La requérante soutient que :
— l’arrêté contesté est entaché d’un vice d’incompétence ;
— il est entaché d’une insuffisance de motivation ;
— il est entaché d’un défaut d’examen de sa situation ;
— il méconnaît les stipulations des articles 6-5 de l’accord franco-algérien, 2, 3, 8 de la convention européenne de sauvegarde des droits de l’homme et des libertés fondamentales et 3-1 de la convention internationale relative aux droits de l’enfant et les dispositions des articles L. 435-1 et L. 425-10 du code de l’entrée et du séjour des étrangers et du droit d’asile ;
— il est entaché d’erreur manifeste d’appréciation.

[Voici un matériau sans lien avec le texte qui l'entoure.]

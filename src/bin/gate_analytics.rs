//! Gate Analytics CLI - Command-line interface for Gate Analytics
//!
//! Commands:
//! - run: Process an access log into attendance, session and cluster tables
//! - validate: Report which rows of an access log would be dropped
//! - config: Print the effective configuration

use clap::{Parser, Subcommand};
use std::io;
use std::path::{Path, PathBuf};
use std::process::ExitCode;
use tracing_subscriber::EnvFilter;

use gate_analytics::encoder::TableEncoder;
use gate_analytics::pipeline::PipelineReport;
use gate_analytics::schema::{CleaningReport, EventCleaner};
use gate_analytics::types::AttendanceKind;
use gate_analytics::{AnalyticsError, AnalyticsPipeline, PipelineConfig, VERSION};

/// Gate Analytics - Attendance and session analytics for gate access logs
#[derive(Parser)]
#[command(name = "gate-analytics")]
#[command(version = VERSION)]
#[command(about = "Turn gate access logs into attendance, session and cluster tables", long_about = None)]
struct Cli {
    /// Enable debug logging
    #[arg(short, long, global = true)]
    verbose: bool,

    #[command(subcommand)]
    command: Commands,
}

#[derive(Subcommand)]
enum Commands {
    /// Run the full pipeline and write result tables
    Run {
        /// Input CSV file (user_id,event_type,event_time)
        #[arg(short, long)]
        input: PathBuf,

        /// Directory for the result tables
        #[arg(short, long, default_value = "output")]
        output_dir: PathBuf,

        /// Load configuration from a JSON file
        #[arg(short, long)]
        config: Option<PathBuf>,

        /// Number of clusters
        #[arg(short = 'k', long)]
        clusters: Option<usize>,

        /// Seed for centroid initialization
        #[arg(long)]
        seed: Option<u64>,

        /// Session merge tolerance in minutes
        #[arg(long)]
        gap_minutes: Option<i64>,

        /// Output the run report as JSON
        #[arg(long)]
        json: bool,
    },

    /// Check an access log and report dropped rows
    Validate {
        /// Input CSV file
        #[arg(short, long)]
        input: PathBuf,

        /// Output validation report as JSON
        #[arg(long)]
        json: bool,
    },

    /// Print the effective configuration as JSON
    Config {
        /// Configuration file to load
        #[arg(short, long)]
        config: Option<PathBuf>,
    },
}

fn main() -> ExitCode {
    let cli = Cli::parse();
    init_tracing(cli.verbose);

    match run(cli) {
        Ok(()) => ExitCode::SUCCESS,
        Err(e) => {
            eprintln!(
                "{}",
                serde_json::to_string(&CliError::from(e))
                    .unwrap_or_else(|_| "Unknown error".to_string())
            );
            ExitCode::FAILURE
        }
    }
}

/// Logs go to stderr so stdout stays clean for reports
fn init_tracing(verbose: bool) {
    let default_level = if verbose { "debug" } else { "info" };
    let filter =
        EnvFilter::try_from_default_env().unwrap_or_else(|_| EnvFilter::new(default_level));

    tracing_subscriber::fmt()
        .with_env_filter(filter)
        .with_target(false)
        .with_writer(io::stderr)
        .init();
}

fn run(cli: Cli) -> Result<(), GateCliError> {
    match cli.command {
        Commands::Run {
            input,
            output_dir,
            config,
            clusters,
            seed,
            gap_minutes,
            json,
        } => {
            let mut config = load_config(config.as_deref())?;
            if let Some(k) = clusters {
                config.cluster_count = k;
            }
            if let Some(seed) = seed {
                config.seed = Some(seed);
            }
            if let Some(minutes) = gap_minutes {
                config.gap_tolerance_minutes = minutes;
            }
            config.validate()?;

            cmd_run(config, &input, &output_dir, json)
        }

        Commands::Validate { input, json } => cmd_validate(&input, json),

        Commands::Config { config } => {
            let config = load_config(config.as_deref())?;
            println!("{}", config.to_json()?);
            Ok(())
        }
    }
}

fn load_config(path: Option<&Path>) -> Result<PipelineConfig, GateCliError> {
    match path {
        Some(path) => Ok(PipelineConfig::load(path)?),
        None => Ok(PipelineConfig::default()),
    }
}

fn cmd_run(
    config: PipelineConfig,
    input: &Path,
    output_dir: &Path,
    json: bool,
) -> Result<(), GateCliError> {
    let pipeline = AnalyticsPipeline::new(config);
    let report = pipeline.run(input, output_dir)?;

    if json {
        println!("{}", serde_json::to_string_pretty(&report)?);
    } else {
        print_run_report(&report);
    }

    match report.failed_stage() {
        Some(failed) => Err(GateCliError::StageFailed {
            stage: failed.stage.to_string(),
            message: failed.error.clone().unwrap_or_default(),
        }),
        None => Ok(()),
    }
}

fn print_run_report(report: &PipelineReport) {
    println!("Gate Analytics Run");
    println!("==================");
    println!("Run ID:     {}", report.run_id);
    println!("Input:      {}", report.input.display());
    println!("Input rows: {}", report.input_rows);

    if let Some(cleaning) = &report.attendance_cleaning {
        println!("Attendance: {}", cleaning.summary());
    }
    if let Some(cleaning) = &report.session_cleaning {
        println!("Sessions:   {}", cleaning.summary());
    }

    println!("\nStages:");
    for stage in &report.stages {
        match &stage.error {
            Some(error) => println!("  [FAIL] {}: {}", stage.stage, error),
            None => {
                let outputs: Vec<String> = stage
                    .outputs
                    .iter()
                    .map(|p| p.display().to_string())
                    .collect();
                println!(
                    "  [OK]   {}: {} rows -> {}",
                    stage.stage,
                    stage.rows,
                    outputs.join(", ")
                );
            }
        }
    }

    if let Some(clustering) = &report.clustering {
        println!(
            "\nClusters:   {} of {} active, {} iterations{}",
            clustering.active_clusters,
            clustering.requested_clusters,
            clustering.iterations,
            if clustering.converged { "" } else { " (not converged)" }
        );
    }
}

fn cmd_validate(input: &Path, json: bool) -> Result<(), GateCliError> {
    let rows = TableEncoder::read_raw_rows(input)?;

    // Both policies drop the same rows; the strict one is the reference
    let report: CleaningReport = EventCleaner::strict().clean::<AttendanceKind>(&rows).report;

    if json {
        println!("{}", serde_json::to_string_pretty(&report)?);
    } else {
        let counts = report.skip_counts();
        println!("Validation Report");
        println!("=================");
        println!("Total rows:    {}", report.total_rows);
        println!("Valid rows:    {}", report.accepted_rows);
        println!("Skipped rows:  {}", report.skipped_rows());
        println!("  missing user_id:    {}", counts.missing_user_id);
        println!("  unknown event_type: {}", counts.unknown_event_type);
        println!("  invalid timestamp:  {}", counts.invalid_timestamp);

        if !report.skipped.is_empty() {
            println!("\nSkipped:");
            for skipped in &report.skipped {
                println!("  - Row {} (user {:?}): {}", skipped.row, skipped.user_id, skipped.reason);
            }
        }
    }

    if report.is_clean() {
        Ok(())
    } else {
        Err(GateCliError::ValidationFailed(report.skipped_rows()))
    }
}

// Error types

#[derive(Debug)]
enum GateCliError {
    Io(io::Error),
    Analytics(AnalyticsError),
    Json(serde_json::Error),
    ValidationFailed(usize),
    StageFailed { stage: String, message: String },
}

impl From<io::Error> for GateCliError {
    fn from(e: io::Error) -> Self {
        GateCliError::Io(e)
    }
}

impl From<AnalyticsError> for GateCliError {
    fn from(e: AnalyticsError) -> Self {
        GateCliError::Analytics(e)
    }
}

impl From<serde_json::Error> for GateCliError {
    fn from(e: serde_json::Error) -> Self {
        GateCliError::Json(e)
    }
}

#[derive(serde::Serialize)]
struct CliError {
    code: String,
    message: String,
    hint: Option<String>,
}

impl From<GateCliError> for CliError {
    fn from(e: GateCliError) -> Self {
        match e {
            GateCliError::Io(e) | GateCliError::Analytics(AnalyticsError::Io(e)) => CliError {
                code: "IO_ERROR".to_string(),
                message: e.to_string(),
                hint: Some("Check file paths and permissions".to_string()),
            },
            GateCliError::Analytics(AnalyticsError::Csv(e)) => CliError {
                code: "CSV_ERROR".to_string(),
                message: e.to_string(),
                hint: Some("Input must have user_id,event_type,event_time columns".to_string()),
            },
            GateCliError::Json(e) | GateCliError::Analytics(AnalyticsError::Json(e)) => CliError {
                code: "JSON_ERROR".to_string(),
                message: e.to_string(),
                hint: Some("Check JSON syntax".to_string()),
            },
            GateCliError::Analytics(e @ AnalyticsError::InvalidConfig(_)) => CliError {
                code: "CONFIG_ERROR".to_string(),
                message: e.to_string(),
                hint: Some("Run 'gate-analytics config' to see valid settings".to_string()),
            },
            GateCliError::Analytics(e) => CliError {
                code: "CLUSTERING_ERROR".to_string(),
                message: e.to_string(),
                hint: Some("Lower the cluster count or provide more users".to_string()),
            },
            GateCliError::ValidationFailed(count) => CliError {
                code: "VALIDATION_FAILED".to_string(),
                message: format!("{} rows failed validation", count),
                hint: Some("Dropped rows are listed in the validation report".to_string()),
            },
            GateCliError::StageFailed { stage, message } => CliError {
                code: "STAGE_FAILED".to_string(),
                message: format!("{} stage failed: {}", stage, message),
                hint: Some("Tables from earlier stages were kept".to_string()),
            },
        }
    }
}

Par un mémoire en défense, enregistré le 3 septembre 2024, le préfet du Val-de-Marne, représenté par Me Termeau, conclut au rejet de la requête en faisant valoir que les moyens développés ne sont pas fondés.
Par ordonnance du 22 juillet 2025, la clôture de l’instruction a été fixée au 18 août suivant.
Par décision du 19 juillet 2023, Mme D, épouse A, a été admise au bénéfice de l’aide juridictionnelle totale.
Vu les autres pièces du dossier.
Vu :
— la convention européenne de sauvegarde des droits de l’homme et des libertés fondamentales ;
— la convention internationale relative aux droits de l’enfant ;
— l’accord franco-algérien du 27 décembre 1968 modifié ;
— le code de l’entrée et du séjour des étrangers et du droit d’asile ;
— la loi n° 91-647 du 10 juillet 1991 ;
— le code de justice administrative.
Les parties ont été régulièrement averties du jour de l’audience.
Le rapporteur public a été dispensé, sur sa proposition, de prononcer des conclusions à l’audience en application des dispositions de l’article R. 732-1-1 du code de justice administrative.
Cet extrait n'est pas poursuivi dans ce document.